Job Description
Job Description
Health Care Company seeking detail oriented full time Financial Clearance Coordinator/Representative to support the Revenue Cycle team in performing financial clearance functions such as completing all activities related to insurance verification and authorization.
Essential Functions
- Complete insurance verification, eligibility and benefit process and document the appropriate co-pay, deductible, co-insurance, maximum benefit levels and share of cost.
- Apply authorization rules and requirements for all payors within the assigned work queues.
- Communicate with respective surgical practices, clinics and hospitals to secure appropriate information to complete an authorization.

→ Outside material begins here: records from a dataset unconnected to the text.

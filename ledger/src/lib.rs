//! TokenBank Ledger
//!
//! Fixed-price token ledger: reserve currency in, units out, with every
//! committed transition recorded in a hash-chained, append-only journal.

pub mod balance;
pub mod engine;
pub mod journal;

pub use balance::{BalanceBook, BalanceChange, BalanceChangeType};
pub use engine::{Ledger, LedgerSnapshot, Purchase, Withdrawal};
pub use journal::{EntryKind, Journal, JournalEntry, GENESIS_HASH};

- Contact payers utilizing integrated electronic eligibility systems, payer website portals, and/or verbally via telephone.

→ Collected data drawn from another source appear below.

impl Ledger {
    /// Create an empty ledger at a fixed price.
    pub fn new(price: Price) -> Self {
        info!(price = %price, "Ledger created");
        Self {
            price,
            balances: BalanceBook::new(),
            backing: Reserve::ZERO,
            retained: Reserve::ZERO,
            journal: Journal::new(),
        }
    }

    /// Create an empty ledger from a raw price, rejecting zero.
    pub fn with_price(price: u128) -> Result<Self> {
        Ok(Self::new(Price::new(price)?))
    }

    /// Rebuild a ledger by replaying a previously recorded journal.
    pub fn restore(price: Price, entries: Vec<JournalEntry>) -> Result<Self> {
        let journal = Journal::from_entries(entries);
        journal.verify_chain()?;

        let mut ledger = Self::new(price);
        for entry in journal.entries() {
            ledger.replay(entry)?;
        }
        ledger.journal = journal;

        info!(
            price = %price,
            entries = ledger.journal.len(),
            "Ledger restored from journal"
        );
        Ok(ledger)
    }

    /// Deposit `amount` of reserve for `buyer`, crediting `floor(amount / price)` units.
    ///
    /// The remainder is kept by the ledger and never refunded. A purchase
    /// below the price credits zero units and still succeeds.
    #[instrument(skip(self), fields(price = %self.price))]
    pub fn purchase(&mut self, buyer: Address, amount: Reserve) -> Result<Purchase> {
        let Conversion { units, remainder } = self.price.units_for(amount);

        let result = self.price_purchase(buyer, units, remainder).and_then(
            |(change, backing_after, retained_after)| {
                self.commit(
                    EntryKind::Purchase {
                        buyer,
                        reserve_in: amount,
                        units,
                        remainder,
                    },
                    vec![change],
                    backing_after,
                    retained_after,
                )
            },
        );

        match result {
            Ok(sequence) => {
                info!(
                    buyer = %buyer,
                    reserve_in = %amount,
                    units = %units,
                    remainder = %remainder,
                    sequence,
                    "Purchase committed"
                );
                Ok(Purchase {
                    units,
                    remainder,
                    sequence,
                })
            }
            Err(e) => {
                warn!(buyer = %buyer, reserve_in = %amount, error = %e, "Purchase rejected");
                Err(e)
            }
        }
    }

    /// Move `units` from `sender` to `recipient`. Returns the journal sequence.
    ///
    /// `sender` must hold at least `units`; self-transfers are allowed.
    #[instrument(skip(self))]
    pub fn transfer(&mut self, sender: Address, recipient: Address, units: Units) -> Result<u64> {
        let result = self
            .balances
            .plan_transfer(sender, recipient, units)
            .and_then(|changes| {
                self.commit(
                    EntryKind::Transfer {
                        sender,
                        recipient,
                        units,
                    },
                    changes.to_vec(),
                    self.backing,
                    self.retained,
                )
            });

        match result {
            Ok(sequence) => {
                info!(
                    sender = %sender,
                    recipient = %recipient,
                    units = %units,
                    sequence,
                    "Transfer committed"
                );
                Ok(sequence)
            }
            Err(e) => {
                warn!(sender = %sender, units = %units, error = %e, "Transfer rejected");
                Err(e)
            }
        }
    }

    /// Redeem `units` held by `holder` for exactly `units * price` of reserve.
    #[instrument(skip(self), fields(price = %self.price))]
    pub fn withdraw(&mut self, holder: Address, units: Units) -> Result<Withdrawal> {
        let result = self.price_withdrawal(holder, units).and_then(
            |(change, reserve_out, backing_after)| {
                self.commit(
                    EntryKind::Withdraw {
                        holder,
                        units,
                        reserve_out,
                    },
                    vec![change],
                    backing_after,
                    self.retained,
                )
                .map(|sequence| Withdrawal {
                    units,
                    reserve_out,
                    sequence,
                })
            },
        );

        match result {
            Ok(withdrawal) => {
                info!(
                    holder = %holder,
                    units = %units,
                    reserve_out = %withdrawal.reserve_out,
                    sequence = withdrawal.sequence,
                    "Withdrawal committed"
                );
                Ok(withdrawal)
            }
            Err(e) => {
                warn!(holder = %holder, units = %units, error = %e, "Withdrawal rejected");
                Err(e)
            }
        }
    }

    /// Unit balance of `account` (zero if never touched).
    pub fn balance_of(&self, account: &Address) -> Units {
        let units = self.balances.get(account);
        debug!(account = %account, units = %units, "Balance query");
        units
    }

    pub fn price(&self) -> Price {
        self.price
    }

    /// Total reserve held: backing plus retained remainder.
    pub fn reserve(&self) -> Reserve {
        // backing + retained is checked on every commit
        Reserve::new(self.backing.value() + self.retained.value())
    }

    /// Reserve that redeems outstanding units (`total_supply * price`).
    pub fn backing_reserve(&self) -> Reserve {
        self.backing
    }

    /// Reserve kept from purchase truncation.
    pub fn retained_remainder(&self) -> Reserve {
        self.retained
    }

    /// Sum of all unit balances.
    pub fn total_supply(&self) -> Units {
        self.balances.total()
    }

    /// Touched accounts and their balances, in no particular order.
    pub fn accounts(&self) -> impl Iterator<Item = (&Address, &Units)> {
        self.balances.iter()
    }

    pub fn journal(&self) -> &Journal {
        &self.journal
    }

    pub fn last_sequence(&self) -> u64 {
        self.journal.last_sequence()
    }

    /// Take a serializable snapshot.
    pub fn snapshot(&self) -> LedgerSnapshot {
        LedgerSnapshot {
            price: self.price,
            balances: self.balances.iter().map(|(a, u)| (*a, *u)).collect(),
            total_supply: self.total_supply(),
            backing: self.backing,
            retained: self.retained,
            reserve: self.reserve(),
            last_sequence: self.last_sequence(),
            head_hash: self.journal.head_hash().to_string(),
        }
    }

    /// Check conservation, the journal chain, and that replaying the journal
    /// reproduces the current state.
    pub fn verify_integrity(&self) -> Result<()> {
        let result = self.check_integrity();
        if let Err(e) = &result {
            error!(error = %e, "Ledger integrity check failed");
        }
        result
    }

    fn check_integrity(&self) -> Result<()> {
        let sum = self
            .balances
            .iter()
            .try_fold(Units::ZERO, |acc, (_, units)| acc.checked_add(*units))
            .ok_or_else(|| LedgerError::IntegrityViolation("balance sum overflows".into()))?;
        if sum != self.total_supply() {
            return Err(LedgerError::IntegrityViolation(format!(
                "total supply {} differs from balance sum {sum}",
                self.total_supply()
            )));
        }

        let expected_backing = self.price.reserve_for(sum).ok_or_else(|| {
            LedgerError::IntegrityViolation("backing value overflows".into())
        })?;
        if expected_backing != self.backing {
            return Err(LedgerError::IntegrityViolation(format!(
                "backing reserve {} differs from supply value {expected_backing}",
                self.backing
            )));
        }

        if self.backing.checked_add(self.retained).is_none() {
            return Err(LedgerError::IntegrityViolation("reserve overflows".into()));
        }

        let replayed = Self::restore(self.price, self.journal.entries().to_vec())?;
        if replayed.backing != self.backing || replayed.retained != self.retained {
            return Err(LedgerError::IntegrityViolation(
                "journal replay reserve differs from ledger".into(),
            ));
        }
        if replayed.balances.len() != self.balances.len()
            || self
                .balances
                .iter()
                .any(|(account, units)| replayed.balance_of(account) != *units)
        {
            return Err(LedgerError::IntegrityViolation(
                "journal replay balances differ from ledger".into(),
            ));
        }

        Ok(())
    }

    fn price_purchase(
        &self,
        buyer: Address,
        units: Units,
        remainder: Reserve,
    ) -> Result<(BalanceChange, Reserve, Reserve)> {
        let value = self
            .price
            .reserve_for(units)
            .ok_or_else(|| LedgerError::ArithmeticOverflow("purchase value".into()))?;
        let backing_after = self
            .backing
            .checked_add(value)
            .ok_or_else(|| LedgerError::ArithmeticOverflow("backing reserve".into()))?;
        let retained_after = self
            .retained
            .checked_add(remainder)
            .ok_or_else(|| LedgerError::ArithmeticOverflow("retained reserve".into()))?;
        let change = self.balances.plan_credit(buyer, units)?;
        Ok((change, backing_after, retained_after))
    }

    fn price_withdrawal(
        &self,
        holder: Address,
        units: Units,
    ) -> Result<(BalanceChange, Reserve, Reserve)> {
        // Balance check first: an oversized request is an overdraft, not an overflow.
        let change = self.balances.plan_debit(holder, units)?;
        let reserve_out = self
            .price
            .reserve_for(units)
            .ok_or_else(|| LedgerError::ArithmeticOverflow("withdrawal value".into()))?;
        let backing_after = self.backing.checked_sub(reserve_out).ok_or_else(|| {
            LedgerError::IntegrityViolation(format!(
                "backing reserve {} below redemption value {reserve_out}",
                self.backing
            ))
        })?;
        Ok((change, reserve_out, backing_after))
    }

    /// Apply planned effects and append the journal entry.
    ///
    /// Everything fallible happens before the first write.
    fn commit(
        &mut self,
        kind: EntryKind,
        changes: Vec<BalanceChange>,
        backing_after: Reserve,
        retained_after: Reserve,
    ) -> Result<u64> {
        let total_after = self
            .balances
            .total_after(&changes)
            .ok_or_else(|| LedgerError::ArithmeticOverflow("total supply".into()))?;
        if backing_after.checked_add(retained_after).is_none() {
            return Err(LedgerError::ArithmeticOverflow("total reserve".into()));
        }
        let entry = self
            .journal
            .prepare(kind, changes, backing_after, retained_after)?;

        self.balances.apply(&entry.changes, total_after);
        self.backing = backing_after;
        self.retained = retained_after;
        let sequence = entry.sequence;
        self.journal.push(entry);
        Ok(sequence)
    }

    /// Re-apply a recorded entry, checking it against the price and state.
    fn replay(&mut self, entry: &JournalEntry) -> Result<()> {
        let mismatch = |what: &str| {
            LedgerError::IntegrityViolation(format!("entry {}: {what}", entry.sequence))
        };

        let (changes, backing_after, retained_after) = match &entry.kind {
            EntryKind::Purchase {
                buyer,
                reserve_in,
                units,
                remainder,
            } => {
                let conversion = self.price.units_for(*reserve_in);
                if conversion.units != *units || conversion.remainder != *remainder {
                    return Err(mismatch("purchase conversion disagrees with price"));
                }
                let (change, backing, retained) =
                    self.price_purchase(*buyer, *units, *remainder)?;
                (vec![change], backing, retained)
            }
            EntryKind::Transfer {
                sender,
                recipient,
                units,
            } => {
                let changes = self.balances.plan_transfer(*sender, *recipient, *units)?;
                (changes.to_vec(), self.backing, self.retained)
            }
            EntryKind::Withdraw {
                holder,
                units,
                reserve_out,
            } => {
                let (change, expected_out, backing) = self.price_withdrawal(*holder, *units)?;
                if expected_out != *reserve_out {
                    return Err(mismatch("withdrawal payout disagrees with price"));
                }
                (vec![change], backing, self.retained)
            }
        };

        if changes != entry.changes {
            return Err(mismatch("recorded balance changes differ from replay"));
        }
        if backing_after != entry.backing_after || retained_after != entry.retained_after {
            return Err(mismatch("recorded reserve differs from replay"));
        }

        let total_after = self
            .balances
            .total_after(&changes)
            .ok_or_else(|| mismatch("total supply overflows"))?;
        self.balances.apply(&changes, total_after);
        self.backing = backing_after;
        self.retained = retained_after;
        Ok(())
    }
}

- Prioritize and follow up on work assigned to ensure timely completion and that financial risk is minimized.
- Notify department management with any issues, instances of errors, or obstacles to successful completion of work.
- Manage schedules, and outbound and inbound telephone calls.

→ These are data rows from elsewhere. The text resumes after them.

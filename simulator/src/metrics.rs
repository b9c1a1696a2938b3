//! Simulation metrics.

use std::collections::VecDeque;
use std::time::Duration;

use serde::Serialize;

/// Whole milliseconds in `duration`, saturating at `u64::MAX`.
pub fn duration_ms(duration: Duration) -> u64 {
    u64::try_from(duration.as_millis()).unwrap_or(u64::MAX)
}

/// Simulation metrics.
#[derive(Debug, Clone, Serialize)]
pub struct SimulationMetrics {
    /// Operations attempted.
    pub attempted: u64,
    /// Operations committed.
    pub committed: u64,
    /// Operations finalized as rejected.
    pub rejected: u64,
    /// Submissions the node refused before ordering.
    pub refused: u64,
    /// Operations that failed or timed out in transport.
    pub transport_failures: u64,
    /// Fees paid across all finalized operations.
    pub fees_paid: u128,
    /// Finalization latency samples (ms).
    #[serde(skip)]
    latency_samples: VecDeque<u64>,
    /// Maximum samples to keep.
    #[serde(skip)]
    max_samples: usize,
}

impl SimulationMetrics {
    /// Create new metrics.
    pub fn new() -> Self {
        Self {
            attempted: 0,
            committed: 0,
            rejected: 0,
            refused: 0,
            transport_failures: 0,
            fees_paid: 0,
            latency_samples: VecDeque::with_capacity(10000),
            max_samples: 10000,
        }
    }

    /// Record a committed operation.
    pub fn record_committed(&mut self, latency_ms: u64, fee: u128) {
        self.attempted += 1;
        self.committed += 1;
        self.fees_paid = self.fees_paid.saturating_add(fee);
        self.push_latency(latency_ms);
    }

    /// Record a rejected operation. Its fee was still charged.
    pub fn record_rejected(&mut self, latency_ms: u64, fee: u128) {
        self.attempted += 1;
        self.rejected += 1;
        self.fees_paid = self.fees_paid.saturating_add(fee);
        self.push_latency(latency_ms);
    }

    /// Record a submission refused before ordering. Nothing was charged.
    pub fn record_refused(&mut self) {
        self.attempted += 1;
        self.refused += 1;
    }

    /// Record an operation with no receipt.
    pub fn record_transport_failure(&mut self) {
        self.attempted += 1;
        self.transport_failures += 1;
    }

    fn push_latency(&mut self, latency_ms: u64) {
        if self.latency_samples.len() >= self.max_samples {
            self.latency_samples.pop_front();
        }
        self.latency_samples.push_back(latency_ms);
    }

    /// Get average latency in ms.
    pub fn average_latency_ms(&self) -> u64 {
        if self.latency_samples.is_empty() {
            return 0;
        }

        let sum: u64 = self.latency_samples.iter().sum();
        sum / self.latency_samples.len() as u64
    }

    /// Get p99 latency.
    pub fn p99_latency_ms(&self) -> u64 {
        self.percentile_latency(99)
    }

    fn percentile_latency(&self, percentile: usize) -> u64 {
        if self.latency_samples.is_empty() {
            return 0;
        }

        let mut sorted: Vec<_> = self.latency_samples.iter().copied().collect();
        sorted.sort_unstable();

        let idx = (sorted.len() * percentile / 100).min(sorted.len() - 1);
        sorted[idx]
    }

    /// Share of attempted operations that committed.
    pub fn commit_rate(&self) -> f64 {
        if self.attempted == 0 {
            return 0.0;
        }

        self.committed as f64 / self.attempted as f64
    }
}

impl Default for SimulationMetrics {
    fn default() -> Self {
        Self::new()
    }
}

#[cfg(test)]
mod tests {
    use super::*;

    #[test]
    fn test_metrics() {
        let mut metrics = SimulationMetrics::new();

        metrics.record_committed(100, 45_000);
        metrics.record_committed(200, 30_000);
        metrics.record_rejected(150, 35_000);
        metrics.record_transport_failure();
        metrics.record_refused();

        assert_eq!(metrics.attempted, 5);
        assert_eq!(metrics.committed, 2);
        assert_eq!(metrics.rejected, 1);
        assert_eq!(metrics.transport_failures, 1);
        assert_eq!(metrics.refused, 1);
        assert_eq!(metrics.fees_paid, 110_000);
        assert_eq!(metrics.average_latency_ms(), 150);
        assert_eq!(metrics.p99_latency_ms(), 200);
        assert_eq!(metrics.commit_rate(), 0.4);
    }

    #[test]
    fn test_duration_ms_saturates() {
        assert_eq!(duration_ms(Duration::from_millis(1_500)), 1_500);
        assert_eq!(duration_ms(Duration::MAX), u64::MAX);
    }
}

- Assist department management with special projects as needed.
Education Qualifications
- High School diploma or GED equivalent
Experience Qualifications
- Knowledge of patient registration, insurance verification and authorization processes.
- Knowledge of Epic Systems Healthcare Software helpful.
- Demonstrate communication, customer relations and organizational skills.
- Ability to work well in a team environment.
- Ability to multi-task with attention to detail.